● **WORK ITEM**
Please quote exactly the opening lines of the data, from the first line to the one where "session for them." appears.

● **DATA FOR REVIEW**
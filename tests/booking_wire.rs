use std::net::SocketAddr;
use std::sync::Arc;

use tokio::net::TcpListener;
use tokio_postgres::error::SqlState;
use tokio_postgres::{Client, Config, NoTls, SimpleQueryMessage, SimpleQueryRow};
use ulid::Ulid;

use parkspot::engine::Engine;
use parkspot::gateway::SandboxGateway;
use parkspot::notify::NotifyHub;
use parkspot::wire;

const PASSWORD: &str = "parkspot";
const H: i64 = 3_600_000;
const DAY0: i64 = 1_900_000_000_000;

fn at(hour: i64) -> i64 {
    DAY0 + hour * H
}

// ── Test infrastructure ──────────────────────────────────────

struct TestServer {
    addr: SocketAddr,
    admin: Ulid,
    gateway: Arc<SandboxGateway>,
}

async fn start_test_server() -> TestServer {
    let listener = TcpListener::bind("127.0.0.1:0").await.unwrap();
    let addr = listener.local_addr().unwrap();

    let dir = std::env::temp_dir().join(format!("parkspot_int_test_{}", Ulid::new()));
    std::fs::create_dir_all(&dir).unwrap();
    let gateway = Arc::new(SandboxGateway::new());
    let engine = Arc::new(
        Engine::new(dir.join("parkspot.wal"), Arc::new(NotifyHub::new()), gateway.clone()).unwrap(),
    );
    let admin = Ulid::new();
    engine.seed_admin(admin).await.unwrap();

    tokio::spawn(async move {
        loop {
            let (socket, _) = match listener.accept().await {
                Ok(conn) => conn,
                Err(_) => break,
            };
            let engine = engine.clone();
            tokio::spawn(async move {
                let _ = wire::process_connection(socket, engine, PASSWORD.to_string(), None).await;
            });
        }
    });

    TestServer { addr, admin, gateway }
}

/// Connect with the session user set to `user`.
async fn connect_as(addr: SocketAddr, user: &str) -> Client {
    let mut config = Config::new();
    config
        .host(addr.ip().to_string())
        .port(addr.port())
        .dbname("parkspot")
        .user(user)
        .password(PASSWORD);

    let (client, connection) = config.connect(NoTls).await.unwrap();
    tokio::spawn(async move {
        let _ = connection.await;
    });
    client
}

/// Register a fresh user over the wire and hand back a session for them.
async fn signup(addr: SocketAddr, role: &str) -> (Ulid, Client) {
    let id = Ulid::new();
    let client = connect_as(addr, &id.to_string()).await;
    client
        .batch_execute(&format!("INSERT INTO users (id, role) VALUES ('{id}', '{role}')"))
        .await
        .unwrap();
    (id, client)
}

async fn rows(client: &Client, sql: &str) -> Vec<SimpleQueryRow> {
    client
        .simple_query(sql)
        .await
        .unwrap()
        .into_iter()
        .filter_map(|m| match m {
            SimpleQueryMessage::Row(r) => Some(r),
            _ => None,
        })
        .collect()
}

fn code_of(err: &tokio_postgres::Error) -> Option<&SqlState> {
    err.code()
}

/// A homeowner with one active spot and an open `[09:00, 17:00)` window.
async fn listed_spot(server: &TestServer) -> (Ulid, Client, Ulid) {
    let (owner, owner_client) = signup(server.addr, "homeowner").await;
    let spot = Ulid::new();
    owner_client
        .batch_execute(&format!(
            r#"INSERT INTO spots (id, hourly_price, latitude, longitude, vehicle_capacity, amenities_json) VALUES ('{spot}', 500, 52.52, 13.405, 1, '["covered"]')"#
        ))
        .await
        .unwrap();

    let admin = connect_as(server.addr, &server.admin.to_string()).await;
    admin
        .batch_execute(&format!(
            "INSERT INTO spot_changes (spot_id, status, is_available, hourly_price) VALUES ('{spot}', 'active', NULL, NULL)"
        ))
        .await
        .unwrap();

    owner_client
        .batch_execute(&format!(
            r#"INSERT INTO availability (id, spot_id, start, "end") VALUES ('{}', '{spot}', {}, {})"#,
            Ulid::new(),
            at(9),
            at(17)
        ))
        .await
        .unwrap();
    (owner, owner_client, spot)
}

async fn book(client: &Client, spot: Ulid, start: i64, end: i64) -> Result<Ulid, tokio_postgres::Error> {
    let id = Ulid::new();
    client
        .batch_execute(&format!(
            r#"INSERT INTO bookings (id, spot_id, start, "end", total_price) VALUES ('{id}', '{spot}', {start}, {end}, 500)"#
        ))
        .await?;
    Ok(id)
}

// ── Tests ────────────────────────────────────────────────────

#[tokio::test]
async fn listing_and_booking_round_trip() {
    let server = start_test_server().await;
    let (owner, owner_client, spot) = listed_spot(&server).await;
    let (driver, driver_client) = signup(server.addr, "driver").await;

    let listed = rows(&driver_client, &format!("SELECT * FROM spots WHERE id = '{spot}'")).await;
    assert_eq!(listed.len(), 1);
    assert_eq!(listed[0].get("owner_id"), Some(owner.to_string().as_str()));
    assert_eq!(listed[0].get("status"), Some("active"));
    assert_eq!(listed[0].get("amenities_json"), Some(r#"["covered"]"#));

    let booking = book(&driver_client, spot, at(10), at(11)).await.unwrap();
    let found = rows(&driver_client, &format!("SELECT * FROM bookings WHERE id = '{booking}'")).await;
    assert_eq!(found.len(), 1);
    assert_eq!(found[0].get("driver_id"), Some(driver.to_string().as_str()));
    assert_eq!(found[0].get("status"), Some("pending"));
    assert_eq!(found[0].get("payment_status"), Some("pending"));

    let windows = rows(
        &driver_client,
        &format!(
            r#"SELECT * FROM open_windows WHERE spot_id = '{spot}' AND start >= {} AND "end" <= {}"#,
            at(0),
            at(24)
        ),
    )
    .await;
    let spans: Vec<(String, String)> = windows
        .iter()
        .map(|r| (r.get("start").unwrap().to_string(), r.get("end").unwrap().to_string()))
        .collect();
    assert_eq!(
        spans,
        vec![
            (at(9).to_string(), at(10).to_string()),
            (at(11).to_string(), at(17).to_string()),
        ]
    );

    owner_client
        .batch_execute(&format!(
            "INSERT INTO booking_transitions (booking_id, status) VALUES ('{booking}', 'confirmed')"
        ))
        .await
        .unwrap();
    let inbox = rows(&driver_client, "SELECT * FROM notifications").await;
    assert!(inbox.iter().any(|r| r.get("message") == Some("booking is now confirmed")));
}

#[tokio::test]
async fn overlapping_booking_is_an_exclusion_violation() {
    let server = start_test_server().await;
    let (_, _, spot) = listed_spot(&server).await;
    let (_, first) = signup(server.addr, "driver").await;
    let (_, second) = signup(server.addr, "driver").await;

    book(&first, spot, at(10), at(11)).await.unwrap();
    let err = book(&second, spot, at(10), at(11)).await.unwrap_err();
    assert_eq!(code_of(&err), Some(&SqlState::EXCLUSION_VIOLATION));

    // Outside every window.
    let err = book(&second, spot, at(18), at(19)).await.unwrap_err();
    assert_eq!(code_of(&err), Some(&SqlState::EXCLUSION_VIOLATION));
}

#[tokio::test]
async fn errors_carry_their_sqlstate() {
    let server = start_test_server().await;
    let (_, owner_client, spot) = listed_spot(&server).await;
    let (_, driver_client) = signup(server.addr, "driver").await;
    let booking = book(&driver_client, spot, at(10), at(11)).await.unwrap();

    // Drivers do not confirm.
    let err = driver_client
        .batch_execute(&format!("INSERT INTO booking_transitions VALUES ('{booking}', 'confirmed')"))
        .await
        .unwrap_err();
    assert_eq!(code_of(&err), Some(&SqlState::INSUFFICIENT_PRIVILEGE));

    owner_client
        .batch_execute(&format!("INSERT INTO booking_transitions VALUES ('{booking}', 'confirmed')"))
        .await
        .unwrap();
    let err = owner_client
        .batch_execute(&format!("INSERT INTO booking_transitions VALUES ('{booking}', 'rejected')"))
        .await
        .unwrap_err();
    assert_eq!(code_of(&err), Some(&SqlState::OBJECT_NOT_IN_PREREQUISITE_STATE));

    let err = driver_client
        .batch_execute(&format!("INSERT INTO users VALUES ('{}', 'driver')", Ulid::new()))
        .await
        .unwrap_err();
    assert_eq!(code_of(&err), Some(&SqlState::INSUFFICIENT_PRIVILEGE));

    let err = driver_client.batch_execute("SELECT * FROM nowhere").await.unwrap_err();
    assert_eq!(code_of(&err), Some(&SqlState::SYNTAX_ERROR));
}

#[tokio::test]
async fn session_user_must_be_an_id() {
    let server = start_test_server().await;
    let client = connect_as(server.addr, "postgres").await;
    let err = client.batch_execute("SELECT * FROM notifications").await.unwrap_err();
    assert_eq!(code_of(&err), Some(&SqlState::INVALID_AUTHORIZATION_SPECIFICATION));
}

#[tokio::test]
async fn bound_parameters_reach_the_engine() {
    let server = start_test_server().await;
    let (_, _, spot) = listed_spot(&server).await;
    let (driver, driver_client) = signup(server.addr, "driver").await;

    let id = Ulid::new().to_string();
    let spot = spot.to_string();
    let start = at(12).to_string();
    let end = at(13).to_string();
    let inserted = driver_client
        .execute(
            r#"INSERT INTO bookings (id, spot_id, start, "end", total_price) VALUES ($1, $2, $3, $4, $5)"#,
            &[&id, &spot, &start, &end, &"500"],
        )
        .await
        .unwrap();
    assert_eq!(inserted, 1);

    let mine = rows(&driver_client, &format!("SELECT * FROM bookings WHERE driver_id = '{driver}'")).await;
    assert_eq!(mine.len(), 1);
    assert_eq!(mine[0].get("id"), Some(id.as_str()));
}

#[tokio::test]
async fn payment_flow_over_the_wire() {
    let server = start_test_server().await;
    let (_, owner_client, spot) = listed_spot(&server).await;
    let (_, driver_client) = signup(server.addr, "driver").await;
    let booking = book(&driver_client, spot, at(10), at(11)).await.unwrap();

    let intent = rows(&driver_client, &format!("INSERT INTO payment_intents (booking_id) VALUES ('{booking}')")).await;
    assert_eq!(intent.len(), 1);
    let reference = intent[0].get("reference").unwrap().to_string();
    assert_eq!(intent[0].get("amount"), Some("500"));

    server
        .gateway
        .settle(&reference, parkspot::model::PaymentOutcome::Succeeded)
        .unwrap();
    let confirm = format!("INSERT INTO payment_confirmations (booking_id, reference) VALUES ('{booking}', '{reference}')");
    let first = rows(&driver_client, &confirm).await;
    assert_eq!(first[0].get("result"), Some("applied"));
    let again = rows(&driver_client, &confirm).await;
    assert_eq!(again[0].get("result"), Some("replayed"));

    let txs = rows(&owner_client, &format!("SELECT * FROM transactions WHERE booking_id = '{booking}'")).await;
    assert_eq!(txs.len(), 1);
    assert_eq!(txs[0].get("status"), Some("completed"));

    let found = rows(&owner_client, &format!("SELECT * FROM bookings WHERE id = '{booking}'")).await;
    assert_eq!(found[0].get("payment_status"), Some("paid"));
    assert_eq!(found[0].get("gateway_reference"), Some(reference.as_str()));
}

● **ANSWER FOR THIS EXERCISE**
filename tests/booking_wire.rs
use std::net::SocketAddr;
use std::sync::Arc;

use tokio::net::TcpListener;
use tokio_postgres::error::SqlState;
use tokio_postgres::{Client, Config, NoTls, SimpleQueryMessage, SimpleQueryRow};
use ulid::Ulid;

use parkspot::engine::Engine;
use parkspot::gateway::SandboxGateway;
use parkspot::notify::NotifyHub;
use parkspot::wire;

const PASSWORD: &str = "parkspot";
const H: i64 = 3_600_000;
const DAY0: i64 = 1_900_000_000_000;

fn at(hour: i64) -> i64 {
    DAY0 + hour * H
}

// ── Test infrastructure ──────────────────────────────────────

struct TestServer {
    addr: SocketAddr,
    admin: Ulid,
    gateway: Arc<SandboxGateway>,
}

async fn start_test_server() -> TestServer {
    let listener = TcpListener::bind("127.0.0.1:0").await.unwrap();
    let addr = listener.local_addr().unwrap();

    let dir = std::env::temp_dir().join(format!("parkspot_int_test_{}", Ulid::new()));
    std::fs::create_dir_all(&dir).unwrap();
    let gateway = Arc::new(SandboxGateway::new());
    let engine = Arc::new(
        Engine::new(dir.join("parkspot.wal"), Arc::new(NotifyHub::new()), gateway.clone()).unwrap(),
    );
    let admin = Ulid::new();
    engine.seed_admin(admin).await.unwrap();

    tokio::spawn(async move {
        loop {
            let (socket, _) = match listener.accept().await {
                Ok(conn) => conn,
                Err(_) => break,
            };
            let engine = engine.clone();
            tokio::spawn(async move {
                let _ = wire::process_connection(socket, engine, PASSWORD.to_string(), None).await;
            });
        }
    });

    TestServer { addr, admin, gateway }
}

/// Connect with the session user set to `user`.
async fn connect_as(addr: SocketAddr, user: &str) -> Client {
    let mut config = Config::new();
    config
        .host(addr.ip().to_string())
        .port(addr.port())
        .dbname("parkspot")
        .user(user)
        .password(PASSWORD);

    let (client, connection) = config.connect(NoTls).await.unwrap();
    tokio::spawn(async move {
        let _ = connection.await;
    });
    client
}

/// Register a fresh user over the wire and hand back a session for them.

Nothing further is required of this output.